Chega-me como um perfume de não sei que flor, nem cor de rosa nem de negro, e logo empesteia o mundo. Meu mundo, é claro.
Meu mundo claro é como tudo o que não sei dizer com este texto perfumado com este cheiro que ninguém poderá sentir além de mim. Mas me invade a mente, as narinas e peito, numa presença que será lembrança vaga, como esta linha escrita a mim. Sim, porque ninguém escreve senão a si mesmo.
Daí, nesta negra noitada, neste odor imaginado de fim de semana, as palavras invadem, sem saber que nada dizem além do que eu mesmo posso dizer com elas. Mas insistem. Mas fustigam o corpo do texto, que incha, sem saber o que fez para sofrer essa tortura de ter que ser alguma coisa sã: – Diga palavra!
Como é doce esse lamento – eu penso.
E nada me vale mais do que este pensar que isto seria uma espécie de lamento, este decrépito e inapto pensar que balbucia fedores que logo se esquece no mais adiante.

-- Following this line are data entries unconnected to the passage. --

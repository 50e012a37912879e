//! A `nom`-based parser for path expressions, plus the shape analysis that
//! turns a raw pathway value into the typed [`Pathway`] tree.
use crate::ast::{
    DELIMITER, DIRECTIVE_KEY, Directive, DirectiveData, PathExpr, Pathway, Segment, SpecEntry,
    WILDCARD, kind_of,
};
use crate::error::PathwayError;
use nom::{
    IResult, Parser,
    bytes::complete::take_while,
    character::complete::char,
    combinator::{all_consuming, map},
    multi::separated_list1,
};
use serde_json::{Map, Value};

// --- Path expressions ---

/// Parses a path expression that stands alone as a pathway. The delimiter is
/// required: a bare string is not a recognized pathway shape.
pub fn parse_path(input: &str) -> Result<PathExpr, PathwayError> {
    if !input.contains(DELIMITER) {
        return Err(PathwayError::InvalidPathway(format!(
            "path expression '{input}' does not contain the '{DELIMITER}' delimiter"
        )));
    }
    parse_fragment(input)
}

/// Parses a base path or relative entry of a directive. No delimiter is
/// required here; concatenation with the base path supplies one.
fn parse_fragment(input: &str) -> Result<PathExpr, PathwayError> {
    match all_consuming(path_expr).parse(input) {
        Ok((_, expr)) => Ok(expr),
        Err(e) => Err(PathwayError::InvalidPathway(format!(
            "failed to parse path expression '{input}': {e}"
        ))),
    }
}

fn path_expr(input: &str) -> IResult<&str, PathExpr> {
    map(separated_list1(char(DELIMITER), segment), |segments| {
        PathExpr { segments }
    })
    .parse(input)
}

fn segment(input: &str) -> IResult<&str, Segment> {
    map(take_while(|c: char| c != DELIMITER), classify).parse(input)
}

/// Numeric coercion for one raw segment: a whole integer becomes an index,
/// any other numeric form becomes a number, everything else stays a key.
fn classify(raw: &str) -> Segment {
    let token = raw.trim();
    if token == WILDCARD {
        return Segment::Wildcard;
    }
    if let Ok(index) = token.parse::<i64>() {
        return Segment::Index {
            index,
            text: token.to_string(),
        };
    }
    if let Ok(value) = token.parse::<f64>() {
        return Segment::Number {
            value,
            text: token.to_string(),
        };
    }
    Segment::Key(token.to_string())
}

/// Leading segment of a raw expression, trimmed: the binding key for the
/// list-of-expressions form.
fn leading_segment(raw: &str) -> String {
    raw.split(DELIMITER).next().unwrap_or("").trim().to_string()
}

/// Trailing segment of a raw path, trimmed: the binding key for relative
/// directive entries and for directives inside a list body.
fn trailing_segment(raw: &str) -> String {
    raw.rsplit(DELIMITER).next().unwrap_or("").trim().to_string()
}

// --- Pathway shape analysis ---

impl Pathway {
    /// Parses a raw pathway value into its typed form.
    pub fn parse(pathway: &Value) -> Result<Pathway, PathwayError> {
        parse_pathway(pathway)
    }
}

/// Parses the three accepted pathway shapes: a list of path expressions, a
/// single delimited expression, or a specification mapping.
pub fn parse_pathway(pathway: &Value) -> Result<Pathway, PathwayError> {
    match pathway {
        Value::Array(entries) => parse_multi(entries),
        Value::String(path) => Ok(Pathway::Expr(parse_path(path)?)),
        Value::Object(entries) => parse_spec(entries),
        other => Err(PathwayError::InvalidPathway(format!(
            "expected a path string, a list of paths, or a specification mapping, got {}",
            kind_of(other)
        ))),
    }
}

fn parse_multi(entries: &[Value]) -> Result<Pathway, PathwayError> {
    let mut parsed = Vec::with_capacity(entries.len());
    for entry in entries {
        let Value::String(raw) = entry else {
            return Err(PathwayError::InvalidPathway(format!(
                "a pathway list may only contain path strings, got {}",
                kind_of(entry)
            )));
        };
        parsed.push((leading_segment(raw), parse_path(raw)?));
    }
    Ok(Pathway::Multi(parsed))
}

fn parse_spec(entries: &Map<String, Value>) -> Result<Pathway, PathwayError> {
    let mut parsed = Vec::with_capacity(entries.len());
    for (key, value) in entries {
        if key != DIRECTIVE_KEY {
            parsed.push(SpecEntry::Named {
                key: key.clone(),
                pathway: parse_pathway(value)?,
            });
            continue;
        }
        match value {
            Value::Object(body) => parsed.push(SpecEntry::Directive(parse_directive(body)?)),
            Value::Array(bodies) => {
                let mut directives = Vec::with_capacity(bodies.len());
                for body in bodies {
                    let Value::Object(body) = body else {
                        return Err(PathwayError::InvalidPathway(format!(
                            "a directive list may only contain directive bodies, got {}",
                            kind_of(body)
                        )));
                    };
                    directives.push(parse_directive(body)?);
                }
                parsed.push(SpecEntry::DirectiveList(directives));
            }
            other => {
                return Err(PathwayError::InvalidPathway(format!(
                    "the '{DIRECTIVE_KEY}' entry must hold a directive body or a list of them, got {}",
                    kind_of(other)
                )));
            }
        }
    }
    Ok(Pathway::Spec(parsed))
}

fn parse_directive(body: &Map<String, Value>) -> Result<Directive, PathwayError> {
    let raw_path = match body.get("path") {
        Some(Value::String(raw)) => raw,
        Some(other) => {
            return Err(PathwayError::InvalidPathway(format!(
                "a directive's 'path' member must be a string, got {}",
                kind_of(other)
            )));
        }
        None => {
            return Err(PathwayError::InvalidPathway(
                "a directive body is missing its 'path' member".to_string(),
            ));
        }
    };
    let data = body.get("data").ok_or_else(|| {
        PathwayError::InvalidPathway("a directive body is missing its 'data' member".to_string())
    })?;

    let data = match data {
        // A bare string resolves on its own, independent of the base path.
        Value::String(raw) => DirectiveData::Single(parse_path(raw)?),
        Value::Array(raws) => {
            let mut relative = Vec::with_capacity(raws.len());
            for raw in raws {
                let Value::String(raw) = raw else {
                    return Err(PathwayError::InvalidPathway(format!(
                        "a directive's 'data' list may only contain relative paths, got {}",
                        kind_of(raw)
                    )));
                };
                relative.push((trailing_segment(raw), parse_fragment(raw)?));
            }
            DirectiveData::Relative(relative)
        }
        Value::Object(pairs) => {
            let mut named = Vec::with_capacity(pairs.len());
            for (out_key, raw) in pairs {
                let Value::String(raw) = raw else {
                    return Err(PathwayError::InvalidPathway(format!(
                        "a directive's 'data' mapping may only hold relative paths, got {}",
                        kind_of(raw)
                    )));
                };
                named.push((out_key.clone(), parse_fragment(raw)?));
            }
            DirectiveData::Named(named)
        }
        other => {
            return Err(PathwayError::InvalidPathway(format!(
                "a directive's 'data' member must be a path, a list of relative paths, \
                 or a mapping of output keys to relative paths, got {}",
                kind_of(other)
            )));
        }
    };

    Ok(Directive {
        path: parse_fragment(raw_path)?,
        key: trailing_segment(raw_path),
        data,
    })
}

E, no entanto, há de se pensar numa boa coisa, numa coisa que não se tenha de verdade só para si... numa coisa... numa mulher talvez, já que sou homem.
Num amor talvez.
Vagueia palavra, diz em mim o que é e eu acreditarei, como um apaixonado.
E me vem logo o perfume de mulher gostosa lambendo a nuca e arrepiando os pelos do corpo. Chega sem pedir. Como este texto, como paixão. Mas procura em si mesma, menos do que ele, texto e paixão, em mim, porque nada quer ser além de fazer nascer um querer irremediável neste outro que sou eu apaixonado.
Paixão.
Se instala assim, a despeito de eu querer que se instale, está absolutamente imune a qualquer consentimento meu , e  se auto proclama nexo e lei, como a única possibilidade de exalar o mais belo dos sonhos ao me fazer adormecer. Sonho essa paisagem.
E quem dirá que nada disso pode ser verdadeiro, tal como são estas linhas deste texto intruso? Deste perfume que é lapso num modo que só pode conhecer o inodoro? Desta paixão inexistente arrancando suspiros e lágrimas irreais inundando outro que eu posso ser também em minha cena?
De quantos amores é possível escapar ileso até perceber que a verdade é que nunca será mais que um só o amor que nos aprisiona e nos liberta?
Presos nesta liberdade evanescente, sonhamos sentir ares pela janela aberta de todos os amores, que são um só, o aroma de lá fora, e nesta cela somos muitos.   
Este perfume de papoula, esta febre de ópio que penetra nos mistérios dos amantes, sons nos silêncios sussurrados nos ouvidos de apenas alguns poetas – estes seres do devaneio, destemidos o suficiente para saltar para a boca do abismo sem fim, para voar eternamente em respostas a perguntas jamais feitas.
Quantos textos invadidos aqui, nestas linhas inépcias, num só golpe de dedos rudes, para revelar a miséria miraculosa das flores e trevas que podem coexistir num peito dolorido porque se quis outro além de si...
Este breve viver, que é a morte plena, fendida nas chagas abertas da alma, nunca cicatrizadas, neste gozo irrepreensível da escrita, que é também um sucumbir ante todos os desejos, lançar-se nos desvios evitados, anunciados como perigosos pelos senhores da mente sadia devorando sua salsicha presa, comida sem requinte ou pena da imortalidade da Alma, carniceiros sorvendo a carne da vida deste existir alheio e inexplicável, que é o de qualquer destino humano quando medido pelo razoável.
Desvio.
E do mesmo modo que veio, o texto se esvai agora, como o perfume de mulher, como o sonho interrompido pela sede noturna, para ir ter com outros, habitar outras águas que as vertidas no copo vazio que mata a secura dos lábios da minha insônia.